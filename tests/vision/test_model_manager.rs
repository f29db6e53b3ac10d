// Copyright (c) 2025 Fabstir
// SPDX-License-Identifier: BUSL-1.1

//! Vision Model Manager tests
//!
//! These tests verify that the VisionModelManager:
//! - Builds its configuration from the server flags
//! - Never fails to start when model files are missing or corrupt
//! - Records why each unloaded model is unavailable
//! - Reports availability and identifiers per model

use clap::Parser;
use guava_vision::{
    config::ServerConfig,
    vision::{VisionModelConfig, VisionModelManager},
};
use std::io::Write;
use std::path::PathBuf;

#[cfg(test)]
mod model_manager_tests {
    use super::*;

    fn empty_config() -> VisionModelConfig {
        VisionModelConfig {
            classification_model_path: None,
            detection_model_path: None,
            segmentation_model_path: None,
            ..VisionModelConfig::default()
        }
    }

    // =============================================================================
    // VisionModelConfig Tests
    // =============================================================================

    /// Test 1: Default config points at the bundled model file names
    #[test]
    fn test_default_config_has_expected_paths() {
        let config = VisionModelConfig::default();

        assert!(config
            .classification_model_path
            .as_ref()
            .unwrap()
            .ends_with("resnet50_densenet121_fusion.onnx"));
        assert!(config
            .detection_model_path
            .as_ref()
            .unwrap()
            .ends_with("best.onnx"));
        assert!(config
            .segmentation_model_path
            .as_ref()
            .unwrap()
            .ends_with("yolov8s-seg.onnx"));
        assert_eq!(config.yolo_input_size, 640);
        assert_eq!(config.classification_input_size, 224);
    }

    /// Test 2: Server flags resolve model paths under the models directory
    #[test]
    fn test_config_from_server_flags() {
        let server = ServerConfig::parse_from([
            "guava-vision",
            "--models-dir",
            "/opt/guava",
            "--detection-model",
            "leaves.onnx",
            "--class-names",
            " Healthy , Scab ",
        ]);
        let config = server.vision_config();

        assert_eq!(
            config.detection_model_path,
            Some(PathBuf::from("/opt/guava/leaves.onnx"))
        );
        assert_eq!(
            config.classification_model_path,
            Some(PathBuf::from("/opt/guava/resnet50_densenet121_fusion.onnx"))
        );
        assert_eq!(config.class_names, vec!["Healthy", "Scab"]);
    }

    // =============================================================================
    // VisionModelManager Tests - Without Models
    // =============================================================================

    /// Test 3: Manager initializes with no models configured
    #[tokio::test]
    async fn test_manager_initializes_with_no_models() {
        let manager = VisionModelManager::new(empty_config()).await;

        assert!(!manager.has_classifier());
        assert!(!manager.has_detector());
        assert!(!manager.has_segmenter());
        assert!(manager.get_classifier().is_none());
    }

    /// Test 4: Missing model files do not abort startup
    #[tokio::test]
    async fn test_manager_handles_missing_files() {
        let config = VisionModelConfig {
            classification_model_path: Some(PathBuf::from("/nonexistent/cls.onnx")),
            detection_model_path: Some(PathBuf::from("/nonexistent/det.onnx")),
            segmentation_model_path: Some(PathBuf::from("/nonexistent/seg.onnx")),
            ..VisionModelConfig::default()
        };

        let manager = VisionModelManager::new(config).await;

        let availability = manager.availability();
        assert!(!availability.classification);
        assert!(!availability.detection);
        assert!(!availability.segmentation);
        assert!(manager
            .detector_state()
            .reason()
            .unwrap()
            .contains("/nonexistent/det.onnx"));
    }

    /// Test 5: A corrupt artifact only disables its own slot
    #[tokio::test]
    async fn test_corrupt_file_is_isolated() {
        let mut corrupt = tempfile::NamedTempFile::new().unwrap();
        corrupt.write_all(b"\x00\x01 definitely not protobuf").unwrap();

        let config = VisionModelConfig {
            detection_model_path: Some(corrupt.path().to_path_buf()),
            ..empty_config()
        };

        let manager = VisionModelManager::new(config).await;

        assert!(!manager.has_detector());
        assert!(manager.detector_state().reason().is_some());
        assert_eq!(
            manager.classifier_state().reason(),
            Some("no classification model configured")
        );
    }

    /// Test 6: list_models covers all three slots
    #[tokio::test]
    async fn test_list_models() {
        let manager = VisionModelManager::new(empty_config()).await;
        let models = manager.list_models();

        assert_eq!(models.len(), 3);
        let types: Vec<&str> = models.iter().map(|m| m.model_type.as_str()).collect();
        assert_eq!(types, vec!["classification", "detection", "segmentation"]);
        assert!(models.iter().all(|m| !m.available && m.name.is_none()));
    }

    /// Test 7: Configured class names are kept for the classifier
    #[tokio::test]
    async fn test_class_names_preserved() {
        let manager = VisionModelManager::new(empty_config()).await;
        assert_eq!(
            manager.class_names(),
            &["Healthy", "Phytopthora", "Red rust", "Scab", "Styler and Root"]
        );
    }
}
// Copyright (c) 2025 Fabstir
// SPDX-License-Identifier: BUSL-1.1
pub mod api;
pub mod config;
pub mod version;
pub mod vision;

pub use api::{create_app, AppState};
pub use config::ServerConfig;
pub use vision::{VisionModelConfig, VisionModelManager};
// Copyright (c) 2025 Fabstir
// SPDX-License-Identifier: BUSL-1.1
//! Image loading and validation for uploaded leaf/fruit photos

use image::{DynamicImage, ImageFormat};
use thiserror::Error;

/// Custom error types for image processing
#[derive(Debug, Error)]
pub enum ImageError {
    #[error("Image data is too large: {0} bytes (max: {1} bytes)")]
    TooLarge(usize, usize),

    #[error("Unsupported image format")]
    UnsupportedFormat,

    #[error("Failed to decode image: {0}")]
    DecodeFailed(String),

    #[error("Image data is empty")]
    EmptyData,
}

/// Image information extracted during loading
#[derive(Debug, Clone)]
pub struct ImageInfo {
    /// Width in pixels
    pub width: u32,
    /// Height in pixels
    pub height: u32,
    /// Detected format
    pub format: ImageFormat,
    /// Size in bytes
    pub size_bytes: usize,
}

/// Decode raw upload bytes into a 3-channel RGB image
///
/// Palette, grayscale and alpha images are converted to RGB8 so every
/// model sees the same channel layout.
///
/// # Errors
/// - `EmptyData` for a zero-length upload
/// - `TooLarge` when `bytes` exceeds `max_bytes`
/// - `UnsupportedFormat` when the bytes match no format `image` can decode
/// - `DecodeFailed` when the bytes are corrupt
pub fn decode_image_bytes(
    bytes: &[u8],
    max_bytes: usize,
) -> Result<(DynamicImage, ImageInfo), ImageError> {
    if bytes.is_empty() {
        return Err(ImageError::EmptyData);
    }

    if bytes.len() > max_bytes {
        return Err(ImageError::TooLarge(bytes.len(), max_bytes));
    }

    let format = detect_format(bytes)?;

    let img = image::load_from_memory_with_format(bytes, format)
        .map_err(|e| ImageError::DecodeFailed(e.to_string()))?;

    if img.width() == 0 || img.height() == 0 {
        return Err(ImageError::DecodeFailed("image has no pixels".to_string()));
    }

    let rgb = DynamicImage::ImageRgb8(img.to_rgb8());

    let info = ImageInfo {
        width: rgb.width(),
        height: rgb.height(),
        format,
        size_bytes: bytes.len(),
    };

    Ok((rgb, info))
}

/// Detect image format from the leading bytes
///
/// Accepts every format the `image` decoders are built with.
///
/// # Returns
/// * `Ok(ImageFormat)` - Detected format
/// * `Err(ImageError::UnsupportedFormat)` - If format cannot be detected
pub fn detect_format(bytes: &[u8]) -> Result<ImageFormat, ImageError> {
    let format = image::guess_format(bytes).map_err(|_| ImageError::UnsupportedFormat)?;
    if !format.reading_enabled() {
        return Err(ImageError::UnsupportedFormat);
    }
    Ok(format)
}

/// Whether a declared upload content type is an image type (`image/*`)
pub fn is_image_content_type(content_type: Option<&str>) -> bool {
    content_type
        .map(|value| value.trim().to_ascii_lowercase().starts_with("image/"))
        .unwrap_or(false)
}
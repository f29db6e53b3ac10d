// Copyright (c) 2025 Fabstir
// SPDX-License-Identifier: BUSL-1.1
//! Disease-region detection model (YOLOv8)
//!
//! Runs on the original upload (letterboxed internally) and reports boxes in
//! original-image pixels.

use anyhow::{anyhow, Context, Result};
use image::{DynamicImage, GenericImageView};
use ort::session::Session;
use ort::value::Value;
use std::path::Path;
use std::sync::Mutex;
use tracing::{debug, info};

use super::geometry::{ImageSize, PixelBox};
use super::preprocessing::preprocess_for_yolo;
use super::session::{build_session, first_input_name, read_class_names};
use super::yolo::{
    anchor_count, decode_candidates, label_for, non_max_suppression, predictions_matrix,
    to_original_box, MAX_DETECTIONS,
};

/// A detected region in original-image pixels
#[derive(Debug, Clone, PartialEq)]
pub struct PixelDetection {
    pub label: String,
    pub class_id: usize,
    /// Confidence score (0.0-1.0)
    pub confidence: f32,
    pub bbox: PixelBox,
}

/// Black-box detection predictor
#[cfg_attr(test, mockall::automock)]
pub trait DetectionPredictor: Send + Sync {
    /// Detect regions scoring at least `confidence`
    fn predict(&self, image: &DynamicImage, confidence: f32) -> Result<Vec<PixelDetection>>;
}

/// YOLOv8 ONNX detection model
pub struct YoloDetector {
    session: Mutex<Session>,
    input_name: String,
    class_names: Vec<String>,
    input_size: u32,
    iou_threshold: f32,
}

impl std::fmt::Debug for YoloDetector {
    fn fmt(&self, f: &mut std::fmt::Formatter<'_>) -> std::fmt::Result {
        f.debug_struct("YoloDetector")
            .field("input_name", &self.input_name)
            .field("class_names", &self.class_names)
            .field("input_size", &self.input_size)
            .field("iou_threshold", &self.iou_threshold)
            .finish_non_exhaustive()
    }
}

impl YoloDetector {
    /// Load a YOLOv8 detection export
    pub async fn new<P: AsRef<Path>>(model_path: P, input_size: u32, iou_threshold: f32) -> Result<Self> {
        let model_path = model_path.as_ref();
        info!("Loading detection model from {}", model_path.display());

        let session = build_session(model_path)?;
        let input_name = first_input_name(&session, "images");
        let class_names = read_class_names(&session).unwrap_or_default();
        debug!(
            "Detection model loaded - input: {}, classes: {:?}",
            input_name, class_names
        );

        Ok(Self {
            session: Mutex::new(session),
            input_name,
            class_names,
            input_size,
            iou_threshold,
        })
    }
}

impl DetectionPredictor for YoloDetector {
    fn predict(&self, image: &DynamicImage, confidence: f32) -> Result<Vec<PixelDetection>> {
        let (width, height) = image.dimensions();
        let size = ImageSize::new(width, height);
        let (tensor, letterbox) = preprocess_for_yolo(image, self.input_size);
        let input_value = Value::from_array(tensor).context("Failed to create input tensor")?;

        let raw = {
            let mut session = self
                .session
                .lock()
                .map_err(|_| anyhow!("Detection session lock poisoned"))?;
            let outputs = session
                .run(ort::inputs![&self.input_name => input_value])
                .context("Detection inference failed")?;
            let output = outputs[0]
                .try_extract_array::<f32>()
                .context("Failed to extract output tensor")?
                .to_owned();
            output
        };

        let predictions = predictions_matrix(raw, Some(anchor_count(self.input_size)))?;
        let num_classes = predictions.nrows().saturating_sub(4);
        let candidates = decode_candidates(predictions.view(), num_classes, confidence);
        let kept = non_max_suppression(candidates, self.iou_threshold, MAX_DETECTIONS);

        debug!("Detection kept {} boxes", kept.len());

        Ok(kept
            .into_iter()
            .map(|candidate| PixelDetection {
                label: label_for(&self.class_names, candidate.class_id),
                class_id: candidate.class_id,
                confidence: candidate.confidence,
                bbox: to_original_box(&candidate.bbox, &letterbox, size),
            })
            .collect())
    }
}
// Copyright (c) 2025 Fabstir
// SPDX-License-Identifier: BUSL-1.1
//! ONNX Runtime session construction shared by all three predictors

use anyhow::{Context, Result};
use ort::execution_providers::{CPUExecutionProvider, CUDAExecutionProvider};
use ort::session::builder::GraphOptimizationLevel;
use ort::session::Session;
use regex::Regex;
use std::path::Path;
use tracing::{debug, info, warn};

/// Intra-op threads per session
const INTRA_THREADS: usize = 4;

/// Load an ONNX model, trying CUDA first and falling back to CPU
///
/// # Errors
/// Returns error if:
/// - Model file not found
/// - ONNX Runtime initialization fails on every provider
pub fn build_session(model_path: &Path) -> Result<Session> {
    if !model_path.exists() {
        anyhow::bail!("ONNX model file not found: {}", model_path.display());
    }

    debug!("Attempting CUDA execution provider for {}", model_path.display());
    let cuda_result = Session::builder()
        .context("Failed to create session builder")?
        .with_execution_providers([CUDAExecutionProvider::default().build()])
        .context("Failed to set CUDA execution provider")?
        .with_optimization_level(GraphOptimizationLevel::Level3)
        .context("Failed to set optimization level")?
        .with_intra_threads(INTRA_THREADS)
        .context("Failed to set intra threads")?
        .commit_from_file(model_path);

    match cuda_result {
        Ok(session) => {
            info!("CUDA execution provider initialized for {}", model_path.display());
            Ok(session)
        }
        Err(e) => {
            warn!("CUDA execution provider failed: {}", e);
            warn!("   Falling back to CPU execution provider");
            Session::builder()
                .context("Failed to create session builder")?
                .with_execution_providers([CPUExecutionProvider::default().build()])
                .context("Failed to set CPU execution provider")?
                .with_optimization_level(GraphOptimizationLevel::Level3)
                .context("Failed to set optimization level")?
                .with_intra_threads(INTRA_THREADS)
                .context("Failed to set intra threads")?
                .commit_from_file(model_path)
                .context(format!(
                    "Failed to load ONNX model from {}",
                    model_path.display()
                ))
        }
    }
}

/// Name of the first model input, or `fallback` if the graph does not report one
pub fn first_input_name(session: &Session, fallback: &str) -> String {
    session
        .inputs
        .first()
        .map(|input| input.name.clone())
        .unwrap_or_else(|| fallback.to_string())
}

/// Read class names from the `names` metadata entry written by YOLO exporters
pub fn read_class_names(session: &Session) -> Option<Vec<String>> {
    let metadata = session.metadata().ok()?;
    let raw = metadata.custom("names").ok()??;
    parse_class_names(&raw)
}

/// Parse a Python-style dict such as `{0: 'leaf', 1: 'red rust'}` into an
/// index-ordered list. Gaps are filled with synthetic `class_N` names.
pub fn parse_class_names(raw: &str) -> Option<Vec<String>> {
    let pattern = Regex::new(r#"(\d+)\s*:\s*['"]([^'"]*)['"]"#).ok()?;

    let entries: Vec<(usize, String)> = pattern
        .captures_iter(raw)
        .filter_map(|cap| {
            let index = cap.get(1)?.as_str().parse::<usize>().ok()?;
            let name = cap.get(2)?.as_str().to_string();
            Some((index, name))
        })
        .collect();

    let count = entries.iter().map(|(index, _)| index + 1).max()?;
    let mut names: Vec<String> = (0..count).map(synthetic_label).collect();
    for (index, name) in entries {
        names[index] = name;
    }
    Some(names)
}

/// Placeholder label for class indices with no known name
pub fn synthetic_label(index: usize) -> String {
    format!("class_{}", index)
}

◇ ◇ ◇ ◇ ◇ ◇ ◇

Assignment:
Lines from the entries that contain the string "pattern" must be found and copied.

Solution to the exercise:
    let pattern = Regex::new(r#"(\d+)\s*:\s*['"]([^'"]*)['"]"#).ok()?;
    let entries: Vec<(usize, String)> = pattern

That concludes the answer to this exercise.